▸ Task brief
Locate the line bearing "on a document." in the material below, then reproduce it and each following line up to and including the line bearing "model call itself.".

▸ Information given
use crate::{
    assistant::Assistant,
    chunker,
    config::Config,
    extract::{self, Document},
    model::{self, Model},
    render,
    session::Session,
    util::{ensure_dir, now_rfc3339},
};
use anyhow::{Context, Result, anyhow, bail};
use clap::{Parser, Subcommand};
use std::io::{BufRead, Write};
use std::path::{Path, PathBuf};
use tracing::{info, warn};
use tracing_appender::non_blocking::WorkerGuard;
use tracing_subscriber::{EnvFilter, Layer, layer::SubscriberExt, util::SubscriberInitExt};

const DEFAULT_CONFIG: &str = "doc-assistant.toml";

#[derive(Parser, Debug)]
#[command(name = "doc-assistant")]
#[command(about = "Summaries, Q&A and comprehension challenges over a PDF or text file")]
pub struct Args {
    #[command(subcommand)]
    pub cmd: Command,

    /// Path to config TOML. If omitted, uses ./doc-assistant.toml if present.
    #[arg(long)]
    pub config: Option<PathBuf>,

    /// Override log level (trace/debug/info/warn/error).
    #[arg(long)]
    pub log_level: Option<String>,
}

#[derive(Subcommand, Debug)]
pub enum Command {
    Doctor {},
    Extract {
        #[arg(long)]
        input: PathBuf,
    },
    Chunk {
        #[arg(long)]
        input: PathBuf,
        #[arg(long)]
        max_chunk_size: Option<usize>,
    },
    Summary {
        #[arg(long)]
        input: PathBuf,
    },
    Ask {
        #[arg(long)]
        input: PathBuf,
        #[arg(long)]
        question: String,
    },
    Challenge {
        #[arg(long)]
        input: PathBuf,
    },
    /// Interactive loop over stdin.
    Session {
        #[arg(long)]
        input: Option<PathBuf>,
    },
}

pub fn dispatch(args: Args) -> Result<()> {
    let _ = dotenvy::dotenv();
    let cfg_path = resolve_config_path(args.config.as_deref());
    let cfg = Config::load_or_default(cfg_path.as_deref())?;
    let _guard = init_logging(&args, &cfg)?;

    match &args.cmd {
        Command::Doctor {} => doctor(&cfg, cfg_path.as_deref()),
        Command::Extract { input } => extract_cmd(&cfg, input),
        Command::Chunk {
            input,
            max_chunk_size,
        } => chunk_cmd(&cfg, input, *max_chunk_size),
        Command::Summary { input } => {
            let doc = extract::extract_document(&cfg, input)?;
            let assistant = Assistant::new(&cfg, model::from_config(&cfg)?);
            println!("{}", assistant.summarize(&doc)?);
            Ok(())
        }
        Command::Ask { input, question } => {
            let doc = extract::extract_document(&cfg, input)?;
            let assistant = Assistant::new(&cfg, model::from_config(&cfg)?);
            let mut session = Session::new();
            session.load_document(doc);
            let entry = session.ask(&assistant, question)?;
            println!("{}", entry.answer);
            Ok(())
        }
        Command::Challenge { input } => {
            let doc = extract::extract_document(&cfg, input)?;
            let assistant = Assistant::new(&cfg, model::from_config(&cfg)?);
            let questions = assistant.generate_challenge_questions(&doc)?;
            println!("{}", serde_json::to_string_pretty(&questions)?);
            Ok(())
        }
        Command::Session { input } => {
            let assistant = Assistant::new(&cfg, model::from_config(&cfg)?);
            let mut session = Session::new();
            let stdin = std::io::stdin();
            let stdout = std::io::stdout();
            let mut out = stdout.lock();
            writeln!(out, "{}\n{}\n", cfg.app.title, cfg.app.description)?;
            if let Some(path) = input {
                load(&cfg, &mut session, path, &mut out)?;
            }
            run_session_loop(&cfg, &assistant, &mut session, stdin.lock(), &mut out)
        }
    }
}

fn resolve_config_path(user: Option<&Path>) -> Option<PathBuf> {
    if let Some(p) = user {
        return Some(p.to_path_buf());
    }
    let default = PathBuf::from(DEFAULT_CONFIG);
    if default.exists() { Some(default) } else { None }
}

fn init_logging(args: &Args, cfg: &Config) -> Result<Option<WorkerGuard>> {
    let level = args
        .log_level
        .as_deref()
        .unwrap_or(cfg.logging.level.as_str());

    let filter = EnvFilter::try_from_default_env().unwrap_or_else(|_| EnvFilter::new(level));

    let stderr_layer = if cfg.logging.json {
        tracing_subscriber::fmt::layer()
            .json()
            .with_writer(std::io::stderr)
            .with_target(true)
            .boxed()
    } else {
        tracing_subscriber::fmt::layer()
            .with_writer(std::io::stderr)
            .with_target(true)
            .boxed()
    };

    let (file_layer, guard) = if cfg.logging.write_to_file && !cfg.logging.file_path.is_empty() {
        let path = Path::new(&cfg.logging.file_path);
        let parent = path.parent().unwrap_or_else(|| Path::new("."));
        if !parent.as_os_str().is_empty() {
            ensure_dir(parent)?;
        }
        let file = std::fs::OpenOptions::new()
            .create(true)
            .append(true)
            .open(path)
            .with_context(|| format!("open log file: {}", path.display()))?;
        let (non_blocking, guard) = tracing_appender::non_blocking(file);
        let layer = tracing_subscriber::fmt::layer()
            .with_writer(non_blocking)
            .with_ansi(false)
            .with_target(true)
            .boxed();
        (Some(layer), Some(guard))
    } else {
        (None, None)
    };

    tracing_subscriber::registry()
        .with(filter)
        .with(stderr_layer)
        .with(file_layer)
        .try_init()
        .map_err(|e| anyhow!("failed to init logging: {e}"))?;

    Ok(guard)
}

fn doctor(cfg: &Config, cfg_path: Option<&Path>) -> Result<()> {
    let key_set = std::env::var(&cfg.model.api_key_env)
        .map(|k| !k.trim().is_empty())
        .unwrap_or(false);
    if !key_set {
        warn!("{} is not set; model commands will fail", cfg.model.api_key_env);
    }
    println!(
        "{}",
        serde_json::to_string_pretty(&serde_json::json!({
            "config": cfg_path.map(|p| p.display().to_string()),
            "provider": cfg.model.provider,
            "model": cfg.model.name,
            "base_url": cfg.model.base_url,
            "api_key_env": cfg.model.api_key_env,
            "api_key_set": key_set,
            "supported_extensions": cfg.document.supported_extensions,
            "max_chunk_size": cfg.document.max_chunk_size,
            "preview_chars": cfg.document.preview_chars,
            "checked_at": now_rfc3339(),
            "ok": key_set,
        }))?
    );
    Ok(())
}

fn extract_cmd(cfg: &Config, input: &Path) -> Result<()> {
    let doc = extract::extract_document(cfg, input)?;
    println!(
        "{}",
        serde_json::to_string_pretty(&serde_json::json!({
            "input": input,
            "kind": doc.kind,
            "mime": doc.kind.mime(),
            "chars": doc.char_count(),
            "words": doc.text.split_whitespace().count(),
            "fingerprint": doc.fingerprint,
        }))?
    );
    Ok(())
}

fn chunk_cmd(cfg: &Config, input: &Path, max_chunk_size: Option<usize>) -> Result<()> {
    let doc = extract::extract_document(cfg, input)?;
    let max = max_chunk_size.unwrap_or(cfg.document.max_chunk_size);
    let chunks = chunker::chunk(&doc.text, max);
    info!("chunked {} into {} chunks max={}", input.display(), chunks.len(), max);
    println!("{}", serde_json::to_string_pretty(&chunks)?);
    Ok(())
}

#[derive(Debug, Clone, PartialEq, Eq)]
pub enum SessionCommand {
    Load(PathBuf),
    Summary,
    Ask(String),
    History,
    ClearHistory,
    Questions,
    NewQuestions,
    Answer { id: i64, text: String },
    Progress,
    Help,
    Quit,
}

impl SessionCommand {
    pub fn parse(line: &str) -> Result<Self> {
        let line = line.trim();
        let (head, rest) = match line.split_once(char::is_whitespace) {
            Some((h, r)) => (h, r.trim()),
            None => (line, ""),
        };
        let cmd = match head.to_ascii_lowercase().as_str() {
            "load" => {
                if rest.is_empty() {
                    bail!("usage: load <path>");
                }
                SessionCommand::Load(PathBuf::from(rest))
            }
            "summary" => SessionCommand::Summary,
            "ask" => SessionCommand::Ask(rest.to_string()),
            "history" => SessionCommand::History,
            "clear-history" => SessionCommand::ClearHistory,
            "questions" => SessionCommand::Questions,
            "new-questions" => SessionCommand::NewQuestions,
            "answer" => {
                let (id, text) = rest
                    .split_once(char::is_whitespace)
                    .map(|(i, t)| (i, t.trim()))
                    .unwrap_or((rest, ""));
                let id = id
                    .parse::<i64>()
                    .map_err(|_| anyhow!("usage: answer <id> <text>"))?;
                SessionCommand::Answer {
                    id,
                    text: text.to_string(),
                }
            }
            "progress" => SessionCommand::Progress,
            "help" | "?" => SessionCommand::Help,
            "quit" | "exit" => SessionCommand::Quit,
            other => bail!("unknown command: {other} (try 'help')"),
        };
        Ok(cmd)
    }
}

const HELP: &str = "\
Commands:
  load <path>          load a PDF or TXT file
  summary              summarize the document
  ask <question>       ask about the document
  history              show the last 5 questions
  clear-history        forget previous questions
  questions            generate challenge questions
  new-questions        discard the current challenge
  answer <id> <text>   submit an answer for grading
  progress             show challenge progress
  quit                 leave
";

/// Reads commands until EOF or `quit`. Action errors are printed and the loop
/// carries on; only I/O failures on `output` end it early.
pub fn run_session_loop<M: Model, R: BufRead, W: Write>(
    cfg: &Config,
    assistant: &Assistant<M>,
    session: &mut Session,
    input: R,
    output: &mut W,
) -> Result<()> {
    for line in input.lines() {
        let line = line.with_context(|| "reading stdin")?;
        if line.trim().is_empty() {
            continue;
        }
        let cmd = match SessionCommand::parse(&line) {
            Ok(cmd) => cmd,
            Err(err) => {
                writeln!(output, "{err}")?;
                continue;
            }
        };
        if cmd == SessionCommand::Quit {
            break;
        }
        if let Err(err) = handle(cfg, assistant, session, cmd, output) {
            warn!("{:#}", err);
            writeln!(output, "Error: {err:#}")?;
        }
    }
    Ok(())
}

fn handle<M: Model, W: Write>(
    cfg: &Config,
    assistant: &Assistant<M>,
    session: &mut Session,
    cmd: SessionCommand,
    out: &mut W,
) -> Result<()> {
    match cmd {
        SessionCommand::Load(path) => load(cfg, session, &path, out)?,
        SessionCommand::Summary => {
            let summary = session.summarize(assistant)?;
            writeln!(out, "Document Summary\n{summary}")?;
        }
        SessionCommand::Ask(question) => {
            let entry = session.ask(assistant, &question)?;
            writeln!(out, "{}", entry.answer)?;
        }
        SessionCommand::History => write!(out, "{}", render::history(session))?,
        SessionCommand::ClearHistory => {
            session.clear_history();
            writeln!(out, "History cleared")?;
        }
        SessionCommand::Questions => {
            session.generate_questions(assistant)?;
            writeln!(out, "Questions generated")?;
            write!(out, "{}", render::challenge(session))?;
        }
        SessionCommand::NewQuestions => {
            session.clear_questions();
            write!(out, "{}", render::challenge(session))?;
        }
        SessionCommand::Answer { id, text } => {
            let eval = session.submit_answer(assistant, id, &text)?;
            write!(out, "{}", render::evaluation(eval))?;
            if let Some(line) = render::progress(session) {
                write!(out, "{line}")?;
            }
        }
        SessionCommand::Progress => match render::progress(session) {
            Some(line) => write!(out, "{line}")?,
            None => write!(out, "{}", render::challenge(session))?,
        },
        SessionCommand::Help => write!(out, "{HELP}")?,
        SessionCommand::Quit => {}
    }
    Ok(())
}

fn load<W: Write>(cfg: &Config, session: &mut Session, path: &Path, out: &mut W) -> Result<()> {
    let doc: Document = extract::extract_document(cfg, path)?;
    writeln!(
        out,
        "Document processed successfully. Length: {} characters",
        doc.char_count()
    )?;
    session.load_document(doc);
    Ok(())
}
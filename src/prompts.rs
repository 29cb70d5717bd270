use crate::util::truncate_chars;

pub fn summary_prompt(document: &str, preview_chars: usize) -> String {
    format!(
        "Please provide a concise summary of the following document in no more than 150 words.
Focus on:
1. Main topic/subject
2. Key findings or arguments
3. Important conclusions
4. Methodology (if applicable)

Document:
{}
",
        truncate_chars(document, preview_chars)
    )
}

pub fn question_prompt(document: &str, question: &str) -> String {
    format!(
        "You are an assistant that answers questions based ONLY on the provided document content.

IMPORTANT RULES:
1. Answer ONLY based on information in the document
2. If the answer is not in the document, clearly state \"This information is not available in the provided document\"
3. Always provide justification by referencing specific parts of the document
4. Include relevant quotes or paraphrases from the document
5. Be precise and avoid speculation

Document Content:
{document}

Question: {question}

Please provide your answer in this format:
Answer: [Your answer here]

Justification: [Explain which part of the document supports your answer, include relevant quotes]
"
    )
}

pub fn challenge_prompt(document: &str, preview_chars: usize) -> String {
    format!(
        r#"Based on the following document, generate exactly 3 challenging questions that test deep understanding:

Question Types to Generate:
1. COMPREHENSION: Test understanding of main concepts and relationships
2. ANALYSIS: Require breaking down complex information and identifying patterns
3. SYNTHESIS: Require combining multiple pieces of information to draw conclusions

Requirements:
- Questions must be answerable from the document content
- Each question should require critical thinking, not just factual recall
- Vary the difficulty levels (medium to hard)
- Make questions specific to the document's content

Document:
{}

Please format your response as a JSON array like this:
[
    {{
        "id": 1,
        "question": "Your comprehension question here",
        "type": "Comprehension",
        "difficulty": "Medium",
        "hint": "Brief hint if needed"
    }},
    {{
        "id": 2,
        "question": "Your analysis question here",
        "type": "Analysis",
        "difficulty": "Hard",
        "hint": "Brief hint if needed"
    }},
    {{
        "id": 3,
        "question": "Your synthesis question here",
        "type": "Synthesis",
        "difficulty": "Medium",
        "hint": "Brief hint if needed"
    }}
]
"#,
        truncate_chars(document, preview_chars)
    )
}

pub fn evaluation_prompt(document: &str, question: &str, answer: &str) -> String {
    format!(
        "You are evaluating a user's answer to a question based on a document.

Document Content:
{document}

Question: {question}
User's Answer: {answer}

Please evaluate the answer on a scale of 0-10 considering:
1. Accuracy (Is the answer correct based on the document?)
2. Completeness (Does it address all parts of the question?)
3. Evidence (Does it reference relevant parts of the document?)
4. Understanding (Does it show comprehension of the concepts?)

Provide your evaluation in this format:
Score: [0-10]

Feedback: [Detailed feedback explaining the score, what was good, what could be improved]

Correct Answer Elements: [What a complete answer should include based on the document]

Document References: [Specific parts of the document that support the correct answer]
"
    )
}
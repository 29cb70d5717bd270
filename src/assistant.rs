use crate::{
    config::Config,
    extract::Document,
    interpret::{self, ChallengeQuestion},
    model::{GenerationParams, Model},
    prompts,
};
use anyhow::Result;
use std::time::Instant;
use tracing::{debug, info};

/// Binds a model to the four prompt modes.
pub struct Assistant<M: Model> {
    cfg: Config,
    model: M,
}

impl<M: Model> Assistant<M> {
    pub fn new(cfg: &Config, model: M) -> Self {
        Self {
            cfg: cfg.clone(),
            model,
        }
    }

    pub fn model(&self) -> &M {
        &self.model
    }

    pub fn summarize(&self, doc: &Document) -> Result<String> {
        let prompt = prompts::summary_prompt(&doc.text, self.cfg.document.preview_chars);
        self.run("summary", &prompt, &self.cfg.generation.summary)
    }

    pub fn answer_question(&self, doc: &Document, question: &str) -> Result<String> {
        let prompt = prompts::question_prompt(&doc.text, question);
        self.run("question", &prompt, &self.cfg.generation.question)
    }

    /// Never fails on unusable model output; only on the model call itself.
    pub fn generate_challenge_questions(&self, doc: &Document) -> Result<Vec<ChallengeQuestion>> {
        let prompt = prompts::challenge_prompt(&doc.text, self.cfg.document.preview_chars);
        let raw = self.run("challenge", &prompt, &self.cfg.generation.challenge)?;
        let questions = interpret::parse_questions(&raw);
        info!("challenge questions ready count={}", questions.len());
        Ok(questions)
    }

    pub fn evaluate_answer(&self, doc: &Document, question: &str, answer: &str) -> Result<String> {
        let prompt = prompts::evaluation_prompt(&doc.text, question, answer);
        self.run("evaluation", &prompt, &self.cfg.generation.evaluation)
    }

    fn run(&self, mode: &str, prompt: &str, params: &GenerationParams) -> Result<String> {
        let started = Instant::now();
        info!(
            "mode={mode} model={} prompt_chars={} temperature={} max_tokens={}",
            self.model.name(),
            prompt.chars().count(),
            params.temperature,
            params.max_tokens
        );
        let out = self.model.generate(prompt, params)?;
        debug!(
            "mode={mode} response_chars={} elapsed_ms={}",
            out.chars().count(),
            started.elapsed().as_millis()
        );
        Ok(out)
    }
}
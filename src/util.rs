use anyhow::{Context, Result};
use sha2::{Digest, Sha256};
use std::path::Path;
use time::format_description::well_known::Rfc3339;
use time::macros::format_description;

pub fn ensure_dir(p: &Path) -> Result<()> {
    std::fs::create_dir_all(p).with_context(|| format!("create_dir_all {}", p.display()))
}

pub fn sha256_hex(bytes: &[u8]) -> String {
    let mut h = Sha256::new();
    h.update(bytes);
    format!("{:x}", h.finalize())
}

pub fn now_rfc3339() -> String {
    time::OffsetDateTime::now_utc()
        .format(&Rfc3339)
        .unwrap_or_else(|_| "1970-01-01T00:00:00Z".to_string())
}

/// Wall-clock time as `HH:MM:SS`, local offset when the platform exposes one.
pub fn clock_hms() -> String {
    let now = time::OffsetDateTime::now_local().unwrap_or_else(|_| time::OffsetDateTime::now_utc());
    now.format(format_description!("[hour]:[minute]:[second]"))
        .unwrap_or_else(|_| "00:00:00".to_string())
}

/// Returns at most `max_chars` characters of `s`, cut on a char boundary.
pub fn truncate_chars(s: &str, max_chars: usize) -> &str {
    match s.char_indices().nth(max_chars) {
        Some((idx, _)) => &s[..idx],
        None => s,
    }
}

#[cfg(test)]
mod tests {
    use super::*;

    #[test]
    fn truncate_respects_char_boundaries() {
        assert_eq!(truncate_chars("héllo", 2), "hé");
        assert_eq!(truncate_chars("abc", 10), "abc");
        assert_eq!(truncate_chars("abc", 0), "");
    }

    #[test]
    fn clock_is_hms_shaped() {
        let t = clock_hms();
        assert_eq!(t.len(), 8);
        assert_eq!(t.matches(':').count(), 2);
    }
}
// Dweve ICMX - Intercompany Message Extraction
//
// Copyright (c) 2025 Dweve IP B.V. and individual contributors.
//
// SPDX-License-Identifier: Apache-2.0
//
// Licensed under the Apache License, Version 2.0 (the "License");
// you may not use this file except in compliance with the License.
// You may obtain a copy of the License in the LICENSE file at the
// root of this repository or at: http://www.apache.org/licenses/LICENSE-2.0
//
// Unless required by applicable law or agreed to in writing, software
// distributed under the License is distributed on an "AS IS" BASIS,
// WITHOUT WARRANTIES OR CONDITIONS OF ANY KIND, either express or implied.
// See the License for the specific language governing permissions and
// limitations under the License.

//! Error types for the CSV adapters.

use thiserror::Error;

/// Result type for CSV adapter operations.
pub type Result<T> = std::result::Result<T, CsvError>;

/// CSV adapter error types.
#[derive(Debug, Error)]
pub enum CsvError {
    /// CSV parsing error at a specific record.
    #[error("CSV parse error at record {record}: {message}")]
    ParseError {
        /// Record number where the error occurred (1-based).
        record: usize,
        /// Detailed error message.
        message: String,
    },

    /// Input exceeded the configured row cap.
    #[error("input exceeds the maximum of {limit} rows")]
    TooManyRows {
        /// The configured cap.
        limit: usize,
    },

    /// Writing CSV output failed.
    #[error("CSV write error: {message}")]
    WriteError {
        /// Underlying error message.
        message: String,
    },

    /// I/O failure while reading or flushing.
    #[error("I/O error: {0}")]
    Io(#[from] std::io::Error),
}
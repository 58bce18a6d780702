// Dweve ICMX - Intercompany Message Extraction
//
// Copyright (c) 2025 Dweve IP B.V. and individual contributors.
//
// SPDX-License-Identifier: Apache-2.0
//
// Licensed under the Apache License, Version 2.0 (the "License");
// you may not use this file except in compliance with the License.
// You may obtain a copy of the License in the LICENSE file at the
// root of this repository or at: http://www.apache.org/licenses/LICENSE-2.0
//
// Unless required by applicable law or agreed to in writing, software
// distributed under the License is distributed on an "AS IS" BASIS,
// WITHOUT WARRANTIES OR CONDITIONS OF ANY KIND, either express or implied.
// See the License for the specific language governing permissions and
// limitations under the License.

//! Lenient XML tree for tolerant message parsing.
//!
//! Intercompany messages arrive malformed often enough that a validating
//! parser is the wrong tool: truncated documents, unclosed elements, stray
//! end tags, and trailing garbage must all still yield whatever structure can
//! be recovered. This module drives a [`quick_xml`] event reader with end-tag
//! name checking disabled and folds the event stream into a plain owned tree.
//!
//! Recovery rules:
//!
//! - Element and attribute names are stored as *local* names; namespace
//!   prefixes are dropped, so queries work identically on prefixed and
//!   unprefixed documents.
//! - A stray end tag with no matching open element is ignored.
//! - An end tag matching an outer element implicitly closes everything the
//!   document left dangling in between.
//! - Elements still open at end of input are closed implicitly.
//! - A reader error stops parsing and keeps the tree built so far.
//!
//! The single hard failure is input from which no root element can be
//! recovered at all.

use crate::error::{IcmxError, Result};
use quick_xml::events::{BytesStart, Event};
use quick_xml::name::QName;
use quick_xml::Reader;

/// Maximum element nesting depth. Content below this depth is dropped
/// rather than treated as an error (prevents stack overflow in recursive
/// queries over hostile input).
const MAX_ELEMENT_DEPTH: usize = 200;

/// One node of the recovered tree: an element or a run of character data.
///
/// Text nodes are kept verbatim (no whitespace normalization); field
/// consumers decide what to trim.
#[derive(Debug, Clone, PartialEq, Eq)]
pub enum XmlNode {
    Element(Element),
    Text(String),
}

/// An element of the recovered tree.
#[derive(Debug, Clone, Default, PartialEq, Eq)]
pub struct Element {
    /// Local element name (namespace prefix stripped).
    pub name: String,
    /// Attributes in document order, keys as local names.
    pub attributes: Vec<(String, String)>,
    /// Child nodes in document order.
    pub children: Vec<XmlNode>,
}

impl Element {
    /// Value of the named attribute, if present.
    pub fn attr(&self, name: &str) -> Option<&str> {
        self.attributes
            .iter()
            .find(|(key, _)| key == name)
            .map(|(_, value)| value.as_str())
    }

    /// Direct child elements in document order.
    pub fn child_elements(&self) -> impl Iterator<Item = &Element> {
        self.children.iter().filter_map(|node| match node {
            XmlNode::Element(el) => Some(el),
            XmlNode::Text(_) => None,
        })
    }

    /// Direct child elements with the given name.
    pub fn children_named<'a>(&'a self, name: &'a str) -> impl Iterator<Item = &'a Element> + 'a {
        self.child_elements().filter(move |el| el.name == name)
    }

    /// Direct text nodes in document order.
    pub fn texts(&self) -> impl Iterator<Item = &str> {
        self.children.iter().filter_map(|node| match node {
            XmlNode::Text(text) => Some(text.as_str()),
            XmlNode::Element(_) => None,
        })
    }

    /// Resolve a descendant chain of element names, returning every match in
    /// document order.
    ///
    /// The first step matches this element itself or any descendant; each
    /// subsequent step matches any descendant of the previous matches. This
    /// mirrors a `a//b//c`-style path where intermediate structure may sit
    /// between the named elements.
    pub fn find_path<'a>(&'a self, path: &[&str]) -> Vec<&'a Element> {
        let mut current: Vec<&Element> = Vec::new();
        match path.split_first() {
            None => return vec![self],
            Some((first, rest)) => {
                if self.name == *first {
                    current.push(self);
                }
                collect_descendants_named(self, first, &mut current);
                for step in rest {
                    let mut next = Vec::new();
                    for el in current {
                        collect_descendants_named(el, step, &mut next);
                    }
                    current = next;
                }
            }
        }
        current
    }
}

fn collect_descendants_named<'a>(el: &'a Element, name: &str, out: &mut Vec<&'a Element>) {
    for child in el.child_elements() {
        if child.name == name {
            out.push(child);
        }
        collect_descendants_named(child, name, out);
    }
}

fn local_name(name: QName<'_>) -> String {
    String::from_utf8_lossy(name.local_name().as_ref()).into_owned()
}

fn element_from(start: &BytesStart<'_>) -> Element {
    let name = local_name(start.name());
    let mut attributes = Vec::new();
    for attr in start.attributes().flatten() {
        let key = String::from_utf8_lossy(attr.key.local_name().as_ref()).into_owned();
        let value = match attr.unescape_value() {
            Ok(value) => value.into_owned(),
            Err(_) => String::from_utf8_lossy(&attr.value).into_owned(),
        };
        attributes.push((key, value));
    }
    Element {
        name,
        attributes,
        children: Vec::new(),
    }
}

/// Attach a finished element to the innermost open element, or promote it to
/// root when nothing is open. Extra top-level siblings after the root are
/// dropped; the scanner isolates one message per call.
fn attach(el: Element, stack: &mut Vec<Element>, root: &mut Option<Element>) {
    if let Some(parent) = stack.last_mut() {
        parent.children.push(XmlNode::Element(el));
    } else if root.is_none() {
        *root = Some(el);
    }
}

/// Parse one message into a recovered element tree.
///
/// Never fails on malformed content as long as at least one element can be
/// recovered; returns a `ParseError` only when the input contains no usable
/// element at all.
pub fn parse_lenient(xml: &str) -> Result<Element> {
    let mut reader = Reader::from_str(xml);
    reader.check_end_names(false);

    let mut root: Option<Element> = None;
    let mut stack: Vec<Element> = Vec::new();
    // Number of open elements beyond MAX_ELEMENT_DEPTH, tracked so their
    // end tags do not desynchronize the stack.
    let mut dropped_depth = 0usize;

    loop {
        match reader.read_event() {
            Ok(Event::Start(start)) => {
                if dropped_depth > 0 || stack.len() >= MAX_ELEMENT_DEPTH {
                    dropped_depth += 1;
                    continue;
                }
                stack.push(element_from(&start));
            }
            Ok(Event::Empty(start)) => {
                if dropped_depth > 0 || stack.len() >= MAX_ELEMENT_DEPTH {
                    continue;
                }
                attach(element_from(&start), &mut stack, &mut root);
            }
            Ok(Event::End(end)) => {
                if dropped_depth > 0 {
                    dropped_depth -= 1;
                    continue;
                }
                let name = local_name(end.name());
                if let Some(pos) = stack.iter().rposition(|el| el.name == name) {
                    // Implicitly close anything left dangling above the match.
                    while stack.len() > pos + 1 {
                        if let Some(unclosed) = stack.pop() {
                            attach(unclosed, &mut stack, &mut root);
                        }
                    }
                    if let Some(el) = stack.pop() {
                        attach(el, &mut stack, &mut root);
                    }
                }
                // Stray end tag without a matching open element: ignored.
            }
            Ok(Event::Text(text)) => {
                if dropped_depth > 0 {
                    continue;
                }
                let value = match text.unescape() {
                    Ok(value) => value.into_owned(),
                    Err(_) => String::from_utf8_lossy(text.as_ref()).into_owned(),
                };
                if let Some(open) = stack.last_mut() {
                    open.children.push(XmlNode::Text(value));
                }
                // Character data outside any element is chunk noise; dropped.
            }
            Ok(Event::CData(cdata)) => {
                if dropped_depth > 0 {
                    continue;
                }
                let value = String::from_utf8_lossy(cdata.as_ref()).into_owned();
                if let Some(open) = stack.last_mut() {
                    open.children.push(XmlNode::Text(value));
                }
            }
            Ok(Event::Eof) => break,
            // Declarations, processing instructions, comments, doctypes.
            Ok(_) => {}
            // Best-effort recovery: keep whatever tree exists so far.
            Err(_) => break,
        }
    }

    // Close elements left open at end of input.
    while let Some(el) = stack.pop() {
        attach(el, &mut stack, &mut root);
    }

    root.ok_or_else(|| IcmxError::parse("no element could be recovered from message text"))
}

▸ Response to this task
        "You are evaluating a user's answer to a question based on a document.

Document Content:
{document}

Question: {question}
User's Answer: {answer}

Please evaluate the answer on a scale of 0-10 considering:
1. Accuracy (Is the answer correct based on the document?)
2. Completeness (Does it address all parts of the question?)
3. Evidence (Does it reference relevant parts of the document?)
4. Understanding (Does it show comprehension of the concepts?)

Provide your evaluation in this format:
Score: [0-10]

Feedback: [Detailed feedback explaining the score, what was good, what could be improved]

Correct Answer Elements: [What a complete answer should include based on the document]

Document References: [Specific parts of the document that support the correct answer]
"
    )
}
repository 29cb70d5717bd270
filename src/assistant.rs
use crate::{
    config::Config,
    extract::Document,
    interpret::{self, ChallengeQuestion},
    model::{GenerationParams, Model},
    prompts,
};
use anyhow::Result;
use std::time::Instant;
use tracing::{debug, info};

/// Binds a model to the four prompt modes.
pub struct Assistant<M: Model> {
    cfg: Config,
    model: M,
}

impl<M: Model> Assistant<M> {
    pub fn new(cfg: &Config, model: M) -> Self {
        Self {
            cfg: cfg.clone(),
            model,
        }
    }

    pub fn model(&self) -> &M {
        &self.model
    }

    pub fn summarize(&self, doc: &Document) -> Result<String> {
        let prompt = prompts::summary_prompt(&doc.text, self.cfg.document.preview_chars);
        self.run("summary", &prompt, &self.cfg.generation.summary)
    }

    pub fn answer_question(&self, doc: &Document, question: &str) -> Result<String> {
        let prompt = prompts::question_prompt(&doc.text, question);
        self.run("question", &prompt, &self.cfg.generation.question)
    }

    /// Never fails on unusable model output; only on the model call itself.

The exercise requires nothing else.